▶ SUPPLIED MATERIAL
- - -
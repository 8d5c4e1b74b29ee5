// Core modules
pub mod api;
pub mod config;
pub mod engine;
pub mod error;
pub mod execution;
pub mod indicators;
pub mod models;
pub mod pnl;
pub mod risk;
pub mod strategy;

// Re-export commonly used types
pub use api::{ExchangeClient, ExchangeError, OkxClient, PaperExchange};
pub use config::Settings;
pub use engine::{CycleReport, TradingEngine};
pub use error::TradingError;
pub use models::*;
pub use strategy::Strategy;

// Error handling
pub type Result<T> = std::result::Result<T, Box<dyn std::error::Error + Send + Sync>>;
- - -
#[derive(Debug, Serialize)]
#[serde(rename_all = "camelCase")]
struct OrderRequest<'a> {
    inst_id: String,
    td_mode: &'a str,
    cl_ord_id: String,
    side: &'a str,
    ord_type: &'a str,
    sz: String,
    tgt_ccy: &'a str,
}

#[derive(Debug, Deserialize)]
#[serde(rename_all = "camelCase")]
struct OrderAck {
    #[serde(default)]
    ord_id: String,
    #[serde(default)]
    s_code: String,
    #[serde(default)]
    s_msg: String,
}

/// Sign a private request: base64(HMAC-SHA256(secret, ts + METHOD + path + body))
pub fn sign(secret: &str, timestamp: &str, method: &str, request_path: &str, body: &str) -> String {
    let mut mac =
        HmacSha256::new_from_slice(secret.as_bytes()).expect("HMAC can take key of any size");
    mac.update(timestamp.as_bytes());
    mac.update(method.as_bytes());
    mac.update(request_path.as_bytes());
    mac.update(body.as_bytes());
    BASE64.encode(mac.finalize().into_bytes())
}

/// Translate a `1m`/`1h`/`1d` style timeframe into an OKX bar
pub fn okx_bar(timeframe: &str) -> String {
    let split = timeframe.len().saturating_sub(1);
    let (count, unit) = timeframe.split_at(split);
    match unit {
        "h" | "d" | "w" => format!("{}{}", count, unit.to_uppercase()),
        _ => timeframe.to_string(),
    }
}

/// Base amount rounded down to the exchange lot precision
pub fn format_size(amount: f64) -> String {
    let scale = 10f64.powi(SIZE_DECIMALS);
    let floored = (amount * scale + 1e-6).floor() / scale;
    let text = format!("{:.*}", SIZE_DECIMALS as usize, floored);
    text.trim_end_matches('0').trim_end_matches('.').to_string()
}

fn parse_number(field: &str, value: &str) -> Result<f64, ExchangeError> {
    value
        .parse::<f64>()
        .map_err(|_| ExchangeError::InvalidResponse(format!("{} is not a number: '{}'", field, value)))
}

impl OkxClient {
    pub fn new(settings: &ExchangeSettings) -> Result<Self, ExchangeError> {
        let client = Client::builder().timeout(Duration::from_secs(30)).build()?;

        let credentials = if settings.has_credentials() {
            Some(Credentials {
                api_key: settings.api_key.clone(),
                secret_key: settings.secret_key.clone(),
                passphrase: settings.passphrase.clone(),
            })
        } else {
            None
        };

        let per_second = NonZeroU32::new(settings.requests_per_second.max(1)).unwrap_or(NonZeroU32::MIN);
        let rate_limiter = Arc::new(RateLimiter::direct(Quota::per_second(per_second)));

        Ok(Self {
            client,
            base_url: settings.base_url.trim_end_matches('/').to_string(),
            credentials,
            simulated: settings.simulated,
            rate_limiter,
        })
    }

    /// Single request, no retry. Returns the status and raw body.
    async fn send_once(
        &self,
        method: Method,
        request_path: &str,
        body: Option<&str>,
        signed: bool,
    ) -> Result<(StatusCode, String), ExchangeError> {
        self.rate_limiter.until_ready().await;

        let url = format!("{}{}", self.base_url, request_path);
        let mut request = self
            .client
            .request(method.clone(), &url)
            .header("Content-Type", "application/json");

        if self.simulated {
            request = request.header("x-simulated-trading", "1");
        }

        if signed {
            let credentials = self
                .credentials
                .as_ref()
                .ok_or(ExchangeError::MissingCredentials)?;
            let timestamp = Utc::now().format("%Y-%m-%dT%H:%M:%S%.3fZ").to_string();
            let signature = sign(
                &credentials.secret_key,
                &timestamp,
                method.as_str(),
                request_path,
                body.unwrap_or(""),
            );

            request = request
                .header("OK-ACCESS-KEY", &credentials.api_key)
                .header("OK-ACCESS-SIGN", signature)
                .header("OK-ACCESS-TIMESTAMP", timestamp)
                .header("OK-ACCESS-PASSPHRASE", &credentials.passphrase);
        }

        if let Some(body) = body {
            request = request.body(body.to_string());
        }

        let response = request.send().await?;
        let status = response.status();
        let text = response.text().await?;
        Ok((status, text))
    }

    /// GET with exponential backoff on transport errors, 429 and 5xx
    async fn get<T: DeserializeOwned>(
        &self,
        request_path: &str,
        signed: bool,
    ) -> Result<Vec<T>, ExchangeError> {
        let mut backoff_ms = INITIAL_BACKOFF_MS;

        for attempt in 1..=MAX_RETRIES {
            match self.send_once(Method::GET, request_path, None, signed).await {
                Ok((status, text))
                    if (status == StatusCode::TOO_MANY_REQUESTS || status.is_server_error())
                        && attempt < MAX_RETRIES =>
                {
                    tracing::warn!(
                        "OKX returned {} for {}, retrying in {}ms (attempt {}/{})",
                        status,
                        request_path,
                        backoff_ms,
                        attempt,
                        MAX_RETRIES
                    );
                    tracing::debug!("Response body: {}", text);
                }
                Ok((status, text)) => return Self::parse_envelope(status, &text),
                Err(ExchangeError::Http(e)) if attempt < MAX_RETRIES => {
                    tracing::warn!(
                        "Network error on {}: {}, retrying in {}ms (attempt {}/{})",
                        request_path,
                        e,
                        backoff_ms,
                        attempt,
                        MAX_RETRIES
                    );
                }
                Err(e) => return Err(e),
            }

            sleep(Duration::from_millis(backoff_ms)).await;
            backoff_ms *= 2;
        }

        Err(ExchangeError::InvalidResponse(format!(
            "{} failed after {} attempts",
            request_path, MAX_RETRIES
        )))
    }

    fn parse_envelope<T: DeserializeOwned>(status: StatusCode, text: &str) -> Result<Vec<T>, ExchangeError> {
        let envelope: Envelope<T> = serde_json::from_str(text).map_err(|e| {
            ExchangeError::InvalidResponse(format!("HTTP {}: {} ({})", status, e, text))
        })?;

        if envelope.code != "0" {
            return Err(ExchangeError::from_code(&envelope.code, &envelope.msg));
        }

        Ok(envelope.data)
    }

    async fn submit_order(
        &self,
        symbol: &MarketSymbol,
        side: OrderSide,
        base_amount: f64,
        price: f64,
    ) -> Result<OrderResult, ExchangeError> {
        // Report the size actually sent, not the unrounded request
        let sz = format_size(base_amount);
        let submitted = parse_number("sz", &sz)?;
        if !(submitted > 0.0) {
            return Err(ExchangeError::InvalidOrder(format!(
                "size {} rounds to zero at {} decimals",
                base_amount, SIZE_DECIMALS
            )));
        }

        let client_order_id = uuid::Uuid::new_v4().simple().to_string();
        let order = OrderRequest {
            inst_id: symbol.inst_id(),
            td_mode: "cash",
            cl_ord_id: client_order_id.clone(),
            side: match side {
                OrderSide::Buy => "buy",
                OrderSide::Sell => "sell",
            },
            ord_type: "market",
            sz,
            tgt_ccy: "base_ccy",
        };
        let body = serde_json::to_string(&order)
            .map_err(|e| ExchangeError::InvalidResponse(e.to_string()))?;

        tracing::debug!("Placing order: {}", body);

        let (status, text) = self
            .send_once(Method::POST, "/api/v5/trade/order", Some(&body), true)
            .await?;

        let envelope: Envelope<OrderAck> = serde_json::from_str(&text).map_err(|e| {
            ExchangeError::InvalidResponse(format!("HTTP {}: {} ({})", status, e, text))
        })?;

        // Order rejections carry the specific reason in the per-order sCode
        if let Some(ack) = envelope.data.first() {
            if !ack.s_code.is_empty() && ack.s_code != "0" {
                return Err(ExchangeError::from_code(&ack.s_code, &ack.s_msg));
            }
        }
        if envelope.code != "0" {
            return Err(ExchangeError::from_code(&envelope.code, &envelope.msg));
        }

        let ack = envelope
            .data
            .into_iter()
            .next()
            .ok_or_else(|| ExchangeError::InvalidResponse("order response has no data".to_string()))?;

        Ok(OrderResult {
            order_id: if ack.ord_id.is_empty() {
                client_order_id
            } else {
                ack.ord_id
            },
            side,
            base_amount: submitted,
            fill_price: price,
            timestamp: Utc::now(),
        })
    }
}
- - -
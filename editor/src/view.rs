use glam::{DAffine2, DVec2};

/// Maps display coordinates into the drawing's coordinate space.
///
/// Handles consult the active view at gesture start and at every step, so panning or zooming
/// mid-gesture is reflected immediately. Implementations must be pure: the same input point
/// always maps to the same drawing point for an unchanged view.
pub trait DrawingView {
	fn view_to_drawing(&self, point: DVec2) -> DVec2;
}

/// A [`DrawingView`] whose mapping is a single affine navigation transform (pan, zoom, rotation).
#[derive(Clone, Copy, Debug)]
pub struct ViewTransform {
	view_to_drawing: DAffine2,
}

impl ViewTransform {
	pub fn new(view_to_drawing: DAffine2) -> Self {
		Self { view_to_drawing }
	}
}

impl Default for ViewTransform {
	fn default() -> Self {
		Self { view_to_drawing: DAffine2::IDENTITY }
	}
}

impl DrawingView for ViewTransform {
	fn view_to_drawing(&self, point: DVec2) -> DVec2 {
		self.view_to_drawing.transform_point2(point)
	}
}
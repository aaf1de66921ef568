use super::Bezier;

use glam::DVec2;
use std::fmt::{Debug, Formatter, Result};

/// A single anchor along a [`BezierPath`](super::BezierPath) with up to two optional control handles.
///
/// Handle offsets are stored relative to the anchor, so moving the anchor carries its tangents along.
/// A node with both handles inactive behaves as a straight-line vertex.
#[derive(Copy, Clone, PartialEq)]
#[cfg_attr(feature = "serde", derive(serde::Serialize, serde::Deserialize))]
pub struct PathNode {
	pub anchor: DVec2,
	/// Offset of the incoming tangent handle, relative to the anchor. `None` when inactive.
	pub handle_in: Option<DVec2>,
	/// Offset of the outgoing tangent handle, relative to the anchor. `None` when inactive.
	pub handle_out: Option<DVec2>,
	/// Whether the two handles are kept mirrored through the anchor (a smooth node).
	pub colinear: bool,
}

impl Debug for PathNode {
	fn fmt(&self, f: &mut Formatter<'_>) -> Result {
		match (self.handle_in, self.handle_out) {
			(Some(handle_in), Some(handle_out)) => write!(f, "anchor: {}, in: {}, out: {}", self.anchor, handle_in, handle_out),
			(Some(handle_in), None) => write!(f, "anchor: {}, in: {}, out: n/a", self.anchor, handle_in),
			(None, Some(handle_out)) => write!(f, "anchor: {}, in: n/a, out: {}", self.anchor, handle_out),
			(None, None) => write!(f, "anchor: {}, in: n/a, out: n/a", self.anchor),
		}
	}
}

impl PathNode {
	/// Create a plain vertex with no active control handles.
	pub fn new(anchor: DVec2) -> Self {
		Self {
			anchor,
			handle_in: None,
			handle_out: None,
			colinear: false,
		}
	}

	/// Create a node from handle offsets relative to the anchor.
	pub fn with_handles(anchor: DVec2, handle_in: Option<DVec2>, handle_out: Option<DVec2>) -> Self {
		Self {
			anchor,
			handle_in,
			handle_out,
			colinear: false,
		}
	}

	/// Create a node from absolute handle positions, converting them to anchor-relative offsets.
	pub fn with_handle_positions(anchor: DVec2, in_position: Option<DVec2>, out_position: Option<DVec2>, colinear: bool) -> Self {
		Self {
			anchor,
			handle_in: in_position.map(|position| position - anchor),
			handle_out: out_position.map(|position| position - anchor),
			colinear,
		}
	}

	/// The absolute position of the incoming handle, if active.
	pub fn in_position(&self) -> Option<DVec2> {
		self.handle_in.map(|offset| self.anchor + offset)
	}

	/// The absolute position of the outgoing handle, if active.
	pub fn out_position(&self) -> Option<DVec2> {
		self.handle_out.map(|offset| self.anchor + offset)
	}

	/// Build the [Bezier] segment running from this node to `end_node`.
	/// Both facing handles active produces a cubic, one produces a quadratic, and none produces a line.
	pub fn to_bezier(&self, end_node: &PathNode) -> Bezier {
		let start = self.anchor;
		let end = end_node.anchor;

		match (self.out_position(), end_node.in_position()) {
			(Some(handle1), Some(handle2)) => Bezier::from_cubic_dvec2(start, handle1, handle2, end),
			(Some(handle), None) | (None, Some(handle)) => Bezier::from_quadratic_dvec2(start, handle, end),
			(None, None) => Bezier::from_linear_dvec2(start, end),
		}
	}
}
- - -
▶ YOUR OBJECTIVE
Scan the material for the word "struct". Return every line where it is found.

▶ SOLUTION FOR THIS EXERCISE
struct OrderRequest<'a> {
struct OrderAck {
pub struct ViewTransform {
pub struct PathNode {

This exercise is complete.